Bison (or Einsteinian or Rambodian)

What will seal the last human? Hard to know. But he is quite capable of repeating the first, closing the season, scratching the walls again, a bison here, half a bison there, fading from memory more and more and cockroach cockroach cockroach rising and subsuming post-historical art.

Long live the revolution

viva
following day
opposition parade
I stop at the wall
ineluctably
roundly
decked out

Figures of speech

The government is bad, the minister is good.
– I do my part… minister and administer.
Is the door the awning?
– I don’t answer for everything.
Is the awning the door?
– I speak for Him… he declares factually and emphatically.
Is the flute magic?
– It’s not Him! It’s not me!
Is larynx a cogito? Is syllepsis a lapse? Is synecdoche a fate? Is a tangent a circle?
– The government is good, the minister is bad.
Voices are raised, the waiter wakes up, and life goes on in its ministry.

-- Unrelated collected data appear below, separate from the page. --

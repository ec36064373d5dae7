//! Application state

use std::sync::Arc;

use craftpass_billing::BillingService;
use sqlx::PgPool;

use crate::config::Config;

/// Shared application state
#[derive(Clone)]
pub struct AppState {
    pub pool: PgPool,
    pub config: Config,
    pub billing: Arc<BillingService>,
}

impl AppState {
    pub fn new(pool: PgPool, config: Config, billing: Arc<BillingService>) -> Self {
        Self {
            pool,
            config,
            billing,
        }
    }
}
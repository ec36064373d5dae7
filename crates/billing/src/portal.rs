//! Customer portal access
//!
//! Stripe portal sessions are minted on demand and expire quickly; Lemon
//! Squeezy exposes a long-lived portal URL on the customer resource. Either
//! way the caller gets a URL the user can be redirected to.

use std::sync::Arc;

use craftpass_shared::{MembershipProfile, PaymentProvider};
use stripe::{BillingPortalSession, CreateBillingPortalSession, CustomerId};

use crate::client::StripeClient;
use crate::error::{BillingError, BillingResult, LinkError};
use crate::lemon::LemonClient;
use crate::profiles::ProfileStore;

pub struct PortalService {
    stripe: StripeClient,
    lemon: LemonClient,
    store: Arc<dyn ProfileStore>,
}

impl PortalService {
    pub fn new(stripe: StripeClient, lemon: LemonClient, store: Arc<dyn ProfileStore>) -> Self {
        Self {
            stripe,
            lemon,
            store,
        }
    }

    /// Portal URL for a user's active payment provider.
    pub async fn portal_url(&self, user_id: &str) -> BillingResult<String> {
        let profile = self
            .store
            .find_by_user_id(user_id)
            .await?
            .ok_or_else(|| BillingError::Link(LinkError::ProfileNotFound(user_id.to_string())))?;

        let provider = profile.payment_provider.ok_or_else(|| {
            BillingError::Config("user has no payment provider on file".to_string())
        })?;

        match provider {
            PaymentProvider::Stripe => self.stripe_portal_url(&profile).await,
            PaymentProvider::LemonSqueezy => self.lemon_portal_url(&profile).await,
        }
    }

    async fn stripe_portal_url(&self, profile: &MembershipProfile) -> BillingResult<String> {
        let customer_id = profile
            .stripe_customer_id
            .as_deref()
            .ok_or_else(|| BillingError::Config("no Stripe customer on profile".to_string()))?;
        let customer_id: CustomerId = customer_id
            .parse()
            .map_err(|_| BillingError::Internal("malformed Stripe customer id".to_string()))?;

        let return_url = format!("{}/billing", self.stripe.config().app_url);
        let mut params = CreateBillingPortalSession::new(customer_id);
        params.return_url = Some(&return_url);

        let session = BillingPortalSession::create(self.stripe.inner(), params).await?;
        Ok(session.url)
    }

    async fn lemon_portal_url(&self, profile: &MembershipProfile) -> BillingResult<String> {
        // Prefer the URL captured at link time; it may have gone stale, so
        // fall back to a fresh customer lookup.
        if let Some(url) = &profile.customer_portal_url {
            return Ok(url.clone());
        }

        let customer_id = profile
            .lemon_squeezy_customer_id
            .as_deref()
            .ok_or_else(|| {
                BillingError::Config("no Lemon Squeezy customer on profile".to_string())
            })?;

        self.lemon
            .get_customer_portal_url(customer_id)
            .await
            .ok_or_else(|| BillingError::LemonApi("customer portal URL unavailable".to_string()))
    }
}
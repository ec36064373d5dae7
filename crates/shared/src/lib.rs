// Test code patterns (expected in test files):
#![cfg_attr(test, allow(clippy::unwrap_used))]
#![cfg_attr(test, allow(clippy::expect_used))]

//! Craftpass Shared Types
//!
//! Domain types and database helpers shared between the API server and the
//! billing crate. The membership profile is the only durable entity in the
//! system; everything else that flows through a webhook is ephemeral.

pub mod db;
pub mod types;

pub use db::{create_pool, run_migrations};
pub use types::{MembershipProfile, MembershipTier, PaymentProvider};
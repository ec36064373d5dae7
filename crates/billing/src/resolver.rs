//! Membership resolution
//!
//! Pure mapping from a provider-reported subscription status plus the tier
//! the product asked for into the tier the profile should hold. The policy
//! is identical for both providers and is kept as one transition table so
//! the grace-period behavior stays auditable.

use craftpass_shared::MembershipTier;

/// Resolve the target membership tier for a raw provider status.
///
/// - `active` / `trialing`: the requested tier passes through.
/// - `cancelled` / `canceled`: the subscription is cancelled but paid
///   through the current period, so the requested tier is held until an
///   explicit expiry event arrives.
/// - Everything else, including statuses we have never seen, resolves to
///   free.
pub fn resolve(raw_status: &str, requested: MembershipTier) -> MembershipTier {
    match raw_status.trim().to_ascii_lowercase().as_str() {
        "active" | "trialing" => requested,
        // Grace period: the provider reports cancelled while the billed
        // period is still running. Expiry demotes later.
        "cancelled" | "canceled" => requested,
        _ => MembershipTier::Free,
    }
}

/// Classify a product/variant display name or metadata value into a tier.
///
/// Exact matches on "pro"/"free" cover structured metadata values; the
/// substring match covers human-readable names like "Pro Monthly".
pub fn tier_from_classifier(classifier: &str) -> MembershipTier {
    let lowered = classifier.trim().to_ascii_lowercase();
    match lowered.as_str() {
        "pro" => MembershipTier::Pro,
        "free" => MembershipTier::Free,
        _ if lowered.contains("pro") => MembershipTier::Pro,
        _ => MembershipTier::Free,
    }
}

#[cfg(test)]
mod tests {
    use super::*;
    use craftpass_shared::MembershipTier::{Free, Pro};

    #[test]
    fn active_and_trialing_pass_through() {
        for status in ["active", "trialing", "ACTIVE", " trialing "] {
            assert_eq!(resolve(status, Pro), Pro, "status {status:?}");
            assert_eq!(resolve(status, Free), Free, "status {status:?}");
        }
    }

    #[test]
    fn cancelled_holds_tier_until_expiry() {
        assert_eq!(resolve("cancelled", Pro), Pro);
        assert_eq!(resolve("canceled", Pro), Pro);
        assert_eq!(resolve("cancelled", Free), Free);
    }

    #[test]
    fn lapsed_statuses_resolve_free_for_every_tier() {
        for status in [
            "expired",
            "paused",
            "past_due",
            "unpaid",
            "incomplete",
            "incomplete_expired",
            "unknown-garbage",
            "",
        ] {
            assert_eq!(resolve(status, Pro), Free, "status {status:?}");
            assert_eq!(resolve(status, Free), Free, "status {status:?}");
        }
    }

    #[test]
    fn resolve_is_deterministic() {
        assert_eq!(resolve("active", Pro), resolve("active", Pro));
    }

    #[test]
    fn classifier_exact_metadata_values() {
        assert_eq!(tier_from_classifier("pro"), Pro);
        assert_eq!(tier_from_classifier("free"), Free);
    }

    #[test]
    fn classifier_display_name_substring() {
        assert_eq!(tier_from_classifier("Pro Monthly"), Pro);
        assert_eq!(tier_from_classifier("Craftpass PRO (yearly)"), Pro);
        assert_eq!(tier_from_classifier("Starter"), Free);
        assert_eq!(tier_from_classifier("10 Credits"), Free);
    }
}
//! Profile store
//!
//! The repository seam for membership profiles and the processed-order
//! dedup set. Every mutating operation is a single atomic statement (a
//! conditional UPDATE or an INSERT .. ON CONFLICT) so that two webhook
//! deliveries for the same customer cannot lose updates, and deliveries for
//! different customers never contend.

use async_trait::async_trait;
use craftpass_shared::{MembershipProfile, MembershipTier, PaymentProvider};
use sqlx::PgPool;

use crate::error::BillingResult;

/// Storage operations the reconciliation core needs.
///
/// Webhook handlers never create profiles; only `upsert` (invoked from the
/// account-provisioning side) can insert a row.
#[async_trait]
pub trait ProfileStore: Send + Sync {
    async fn find_by_user_id(&self, user_id: &str) -> BillingResult<Option<MembershipProfile>>;

    async fn find_by_provider_customer_id(
        &self,
        provider: PaymentProvider,
        customer_id: &str,
    ) -> BillingResult<Option<MembershipProfile>>;

    async fn upsert(&self, profile: &MembershipProfile) -> BillingResult<()>;

    /// Write the provider-reported subscription state onto the profile
    /// holding `customer_id`. Last write wins; returns `None` when no
    /// profile is linked to that customer.
    async fn apply_subscription_state(
        &self,
        provider: PaymentProvider,
        customer_id: &str,
        subscription_id: &str,
        tier: MembershipTier,
    ) -> BillingResult<Option<MembershipProfile>>;

    /// Write the provider linkage onto the profile keyed by `user_id`.
    /// Fields passed as `None` keep their stored value. Returns `None` when
    /// the user has no profile.
    async fn link_provider_customer(
        &self,
        user_id: &str,
        provider: PaymentProvider,
        customer_id: &str,
        subscription_id: Option<&str>,
        portal_url: Option<&str>,
    ) -> BillingResult<Option<MembershipProfile>>;

    /// Atomically claim an external order key for crediting. Returns `false`
    /// when the key was already claimed by an earlier delivery.
    async fn claim_order(&self, order_key: &str, user_id: &str, credits: i32)
        -> BillingResult<bool>;

    /// Release a claimed order key (used when crediting fails after the
    /// claim, so a later retry can succeed).
    async fn release_order(&self, order_key: &str) -> BillingResult<()>;

    /// Increment the credit balance and stamp the purchase time. Returns
    /// `None` when the user has no profile.
    async fn add_credits(
        &self,
        user_id: &str,
        amount: i32,
    ) -> BillingResult<Option<MembershipProfile>>;
}

const PROFILE_COLUMNS: &str = "user_id, membership, payment_provider, credits, \
     last_credit_purchase, stripe_customer_id, stripe_subscription_id, \
     lemon_squeezy_customer_id, lemon_squeezy_subscription_id, \
     customer_portal_url, created_at, updated_at";

/// Postgres-backed profile store.
#[derive(Clone)]
pub struct PgProfileStore {
    pool: PgPool,
}

impl PgProfileStore {
    pub fn new(pool: PgPool) -> Self {
        Self { pool }
    }

    fn customer_column(provider: PaymentProvider) -> &'static str {
        match provider {
            PaymentProvider::Stripe => "stripe_customer_id",
            PaymentProvider::LemonSqueezy => "lemon_squeezy_customer_id",
        }
    }

    fn subscription_column(provider: PaymentProvider) -> &'static str {
        match provider {
            PaymentProvider::Stripe => "stripe_subscription_id",
            PaymentProvider::LemonSqueezy => "lemon_squeezy_subscription_id",
        }
    }
}

#[async_trait]
impl ProfileStore for PgProfileStore {
    async fn find_by_user_id(&self, user_id: &str) -> BillingResult<Option<MembershipProfile>> {
        let profile = sqlx::query_as::<_, MembershipProfile>(&format!(
            "SELECT {PROFILE_COLUMNS} FROM profiles WHERE user_id = $1"
        ))
        .bind(user_id)
        .fetch_optional(&self.pool)
        .await?;
        Ok(profile)
    }

    async fn find_by_provider_customer_id(
        &self,
        provider: PaymentProvider,
        customer_id: &str,
    ) -> BillingResult<Option<MembershipProfile>> {
        let column = Self::customer_column(provider);
        let profile = sqlx::query_as::<_, MembershipProfile>(&format!(
            "SELECT {PROFILE_COLUMNS} FROM profiles WHERE {column} = $1"
        ))
        .bind(customer_id)
        .fetch_optional(&self.pool)
        .await?;
        Ok(profile)
    }

    async fn upsert(&self, profile: &MembershipProfile) -> BillingResult<()> {
        sqlx::query(
            r#"
            INSERT INTO profiles (
                user_id, membership, payment_provider, credits,
                last_credit_purchase, stripe_customer_id, stripe_subscription_id,
                lemon_squeezy_customer_id, lemon_squeezy_subscription_id,
                customer_portal_url
            )
            VALUES ($1, $2, $3, $4, $5, $6, $7, $8, $9, $10)
            ON CONFLICT (user_id) DO UPDATE SET
                membership = EXCLUDED.membership,
                payment_provider = EXCLUDED.payment_provider,
                credits = EXCLUDED.credits,
                last_credit_purchase = EXCLUDED.last_credit_purchase,
                stripe_customer_id = EXCLUDED.stripe_customer_id,
                stripe_subscription_id = EXCLUDED.stripe_subscription_id,
                lemon_squeezy_customer_id = EXCLUDED.lemon_squeezy_customer_id,
                lemon_squeezy_subscription_id = EXCLUDED.lemon_squeezy_subscription_id,
                customer_portal_url = EXCLUDED.customer_portal_url,
                updated_at = NOW()
            "#,
        )
        .bind(&profile.user_id)
        .bind(profile.membership)
        .bind(profile.payment_provider)
        .bind(profile.credits)
        .bind(profile.last_credit_purchase)
        .bind(&profile.stripe_customer_id)
        .bind(&profile.stripe_subscription_id)
        .bind(&profile.lemon_squeezy_customer_id)
        .bind(&profile.lemon_squeezy_subscription_id)
        .bind(&profile.customer_portal_url)
        .execute(&self.pool)
        .await?;
        Ok(())
    }

    async fn apply_subscription_state(
        &self,
        provider: PaymentProvider,
        customer_id: &str,
        subscription_id: &str,
        tier: MembershipTier,
    ) -> BillingResult<Option<MembershipProfile>> {
        let customer_col = Self::customer_column(provider);
        let subscription_col = Self::subscription_column(provider);
        let profile = sqlx::query_as::<_, MembershipProfile>(&format!(
            r#"
            UPDATE profiles
            SET membership = $1,
                {subscription_col} = $2,
                payment_provider = $3,
                updated_at = NOW()
            WHERE {customer_col} = $4
            RETURNING {PROFILE_COLUMNS}
            "#
        ))
        .bind(tier)
        .bind(subscription_id)
        .bind(provider)
        .bind(customer_id)
        .fetch_optional(&self.pool)
        .await?;
        Ok(profile)
    }

    async fn link_provider_customer(
        &self,
        user_id: &str,
        provider: PaymentProvider,
        customer_id: &str,
        subscription_id: Option<&str>,
        portal_url: Option<&str>,
    ) -> BillingResult<Option<MembershipProfile>> {
        let customer_col = Self::customer_column(provider);
        let subscription_col = Self::subscription_column(provider);
        let profile = sqlx::query_as::<_, MembershipProfile>(&format!(
            r#"
            UPDATE profiles
            SET {customer_col} = $1,
                {subscription_col} = COALESCE($2, {subscription_col}),
                payment_provider = $3,
                customer_portal_url = COALESCE($4, customer_portal_url),
                updated_at = NOW()
            WHERE user_id = $5
            RETURNING {PROFILE_COLUMNS}
            "#
        ))
        .bind(customer_id)
        .bind(subscription_id)
        .bind(provider)
        .bind(portal_url)
        .bind(user_id)
        .fetch_optional(&self.pool)
        .await?;
        Ok(profile)
    }

    async fn claim_order(
        &self,
        order_key: &str,
        user_id: &str,
        credits: i32,
    ) -> BillingResult<bool> {
        let result = sqlx::query(
            r#"
            INSERT INTO processed_orders (order_key, user_id, credits)
            VALUES ($1, $2, $3)
            ON CONFLICT (order_key) DO NOTHING
            "#,
        )
        .bind(order_key)
        .bind(user_id)
        .bind(credits)
        .execute(&self.pool)
        .await?;
        Ok(result.rows_affected() == 1)
    }

    async fn release_order(&self, order_key: &str) -> BillingResult<()> {
        sqlx::query("DELETE FROM processed_orders WHERE order_key = $1")
            .bind(order_key)
            .execute(&self.pool)
            .await?;
        Ok(())
    }

    async fn add_credits(
        &self,
        user_id: &str,
        amount: i32,
    ) -> BillingResult<Option<MembershipProfile>> {
        let profile = sqlx::query_as::<_, MembershipProfile>(&format!(
            r#"
            UPDATE profiles
            SET credits = credits + $1,
                last_credit_purchase = NOW(),
                updated_at = NOW()
            WHERE user_id = $2
            RETURNING {PROFILE_COLUMNS}
            "#
        ))
        .bind(amount)
        .bind(user_id)
        .fetch_optional(&self.pool)
        .await?;
        Ok(profile)
    }
}

/// In-memory profile store used as a test double and for local development
/// without Postgres.
#[derive(Clone, Default)]
pub struct MemoryProfileStore {
    inner: std::sync::Arc<std::sync::Mutex<MemoryInner>>,
}

#[derive(Default)]
struct MemoryInner {
    profiles: std::collections::HashMap<String, MembershipProfile>,
    processed_orders: std::collections::HashSet<String>,
}

impl MemoryProfileStore {
    pub fn new() -> Self {
        Self::default()
    }

    fn lock(&self) -> std::sync::MutexGuard<'_, MemoryInner> {
        self.inner
            .lock()
            .unwrap_or_else(std::sync::PoisonError::into_inner)
    }

    /// Number of stored profiles. Lets tests assert that webhooks never
    /// create records.
    pub fn profile_count(&self) -> usize {
        self.lock().profiles.len()
    }
}

#[async_trait]
impl ProfileStore for MemoryProfileStore {
    async fn find_by_user_id(&self, user_id: &str) -> BillingResult<Option<MembershipProfile>> {
        Ok(self.lock().profiles.get(user_id).cloned())
    }

    async fn find_by_provider_customer_id(
        &self,
        provider: PaymentProvider,
        customer_id: &str,
    ) -> BillingResult<Option<MembershipProfile>> {
        let inner = self.lock();
        Ok(inner
            .profiles
            .values()
            .find(|p| match provider {
                PaymentProvider::Stripe => p.stripe_customer_id.as_deref() == Some(customer_id),
                PaymentProvider::LemonSqueezy => {
                    p.lemon_squeezy_customer_id.as_deref() == Some(customer_id)
                }
            })
            .cloned())
    }

    async fn upsert(&self, profile: &MembershipProfile) -> BillingResult<()> {
        self.lock()
            .profiles
            .insert(profile.user_id.clone(), profile.clone());
        Ok(())
    }

    async fn apply_subscription_state(
        &self,
        provider: PaymentProvider,
        customer_id: &str,
        subscription_id: &str,
        tier: MembershipTier,
    ) -> BillingResult<Option<MembershipProfile>> {
        let mut inner = self.lock();
        let profile = inner.profiles.values_mut().find(|p| match provider {
            PaymentProvider::Stripe => p.stripe_customer_id.as_deref() == Some(customer_id),
            PaymentProvider::LemonSqueezy => {
                p.lemon_squeezy_customer_id.as_deref() == Some(customer_id)
            }
        });
        Ok(profile.map(|p| {
            p.membership = tier;
            p.payment_provider = Some(provider);
            match provider {
                PaymentProvider::Stripe => {
                    p.stripe_subscription_id = Some(subscription_id.to_string());
                }
                PaymentProvider::LemonSqueezy => {
                    p.lemon_squeezy_subscription_id = Some(subscription_id.to_string());
                }
            }
            p.updated_at = time::OffsetDateTime::now_utc();
            p.clone()
        }))
    }

    async fn link_provider_customer(
        &self,
        user_id: &str,
        provider: PaymentProvider,
        customer_id: &str,
        subscription_id: Option<&str>,
        portal_url: Option<&str>,
    ) -> BillingResult<Option<MembershipProfile>> {
        let mut inner = self.lock();
        Ok(inner.profiles.get_mut(user_id).map(|p| {
            p.payment_provider = Some(provider);
            let subscription_id = subscription_id.map(str::to_string);
            match provider {
                PaymentProvider::Stripe => {
                    p.stripe_customer_id = Some(customer_id.to_string());
                    if subscription_id.is_some() {
                        p.stripe_subscription_id = subscription_id;
                    }
                }
                PaymentProvider::LemonSqueezy => {
                    p.lemon_squeezy_customer_id = Some(customer_id.to_string());
                    if subscription_id.is_some() {
                        p.lemon_squeezy_subscription_id = subscription_id;
                    }
                }
            }
            if let Some(url) = portal_url {
                p.customer_portal_url = Some(url.to_string());
            }
            p.updated_at = time::OffsetDateTime::now_utc();
            p.clone()
        }))
    }

    async fn claim_order(
        &self,
        order_key: &str,
        _user_id: &str,
        _credits: i32,
    ) -> BillingResult<bool> {
        Ok(self.lock().processed_orders.insert(order_key.to_string()))
    }

    async fn release_order(&self, order_key: &str) -> BillingResult<()> {
        self.lock().processed_orders.remove(order_key);
        Ok(())
    }

    async fn add_credits(
        &self,
        user_id: &str,
        amount: i32,
    ) -> BillingResult<Option<MembershipProfile>> {
        let mut inner = self.lock();
        Ok(inner.profiles.get_mut(user_id).map(|p| {
            p.credits += amount;
            let now = time::OffsetDateTime::now_utc();
            p.last_credit_purchase = Some(now);
            p.updated_at = now;
            p.clone()
        }))
    }
}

Natalina [ready made, 2003, RJ/Brazil]

For the first time in her life, she cannot spend Christmas with her children, who are staying with their father, who is chronically unemployed, in Recreio, Minas Gerais. She works in a family home and has every other weekend off. On New Year's Eve, God willing... But Natalina does not complain, nor does she have anything to complain about. She is employed, thank God, and before going to bed, night after night, religiously, she does not forget to thank Him, her face swollen with gratitude, for the miracle.

Santa Claus

A seven-year-old boy, the headline says, asks Santa Claus for meat… What a state of education in the country! Didn’t anyone tell the kid that Santa Claus doesn’t exist? At the same time, the uneducated boy should have known, as a matter of primary logic, that if the old spit was made of meat, it would have already turned into a barbecue due to the lack of access to the fireplace. Whatever the case, the strangled boy tasted the milk of human kindness. The family received a large amount of donations, the news continues, and satisfied their gluttony for eating meat – for the rest of their lives, I pray. However, I can’t help but wonder: what if the Christmas trend catches on? If it becomes a crime? If every imaginative and ill-mannered child puts his mouth on the world and only comes out steak, steak? There’s no point in vacum! You can’t bet on education, the episode teaches, whether at school or at home, which, instead of rejecting at the outset the donations, leading the little spender to savor the lesson of economics about the limits of the household budget, and by extension of the Budget of this great family that is the Union, whose spending ceiling cannot be lifted from this side, under penalty of falling on our heads, including the stigma of fiscal irresponsibility, in a bad example to the stem cells of the social organism, which, Lord, does the sweet home of the little glutton! exploits without a trace of shame the tenderness of our heart. By touching Him, by the way, with all due respect, the Almighty up there has nothing to do, on the contrary, with the state of education in the country, which is very low. Just as, I repeat, Grandpa Snowy has nothing to do with steak, whether on horseback or reindeer. If the beggar had a kite, more handy, less expensive, we would not have been so expensive. Let us educate, therefore, I pray and beg, let us educate our children, the future of Brazil!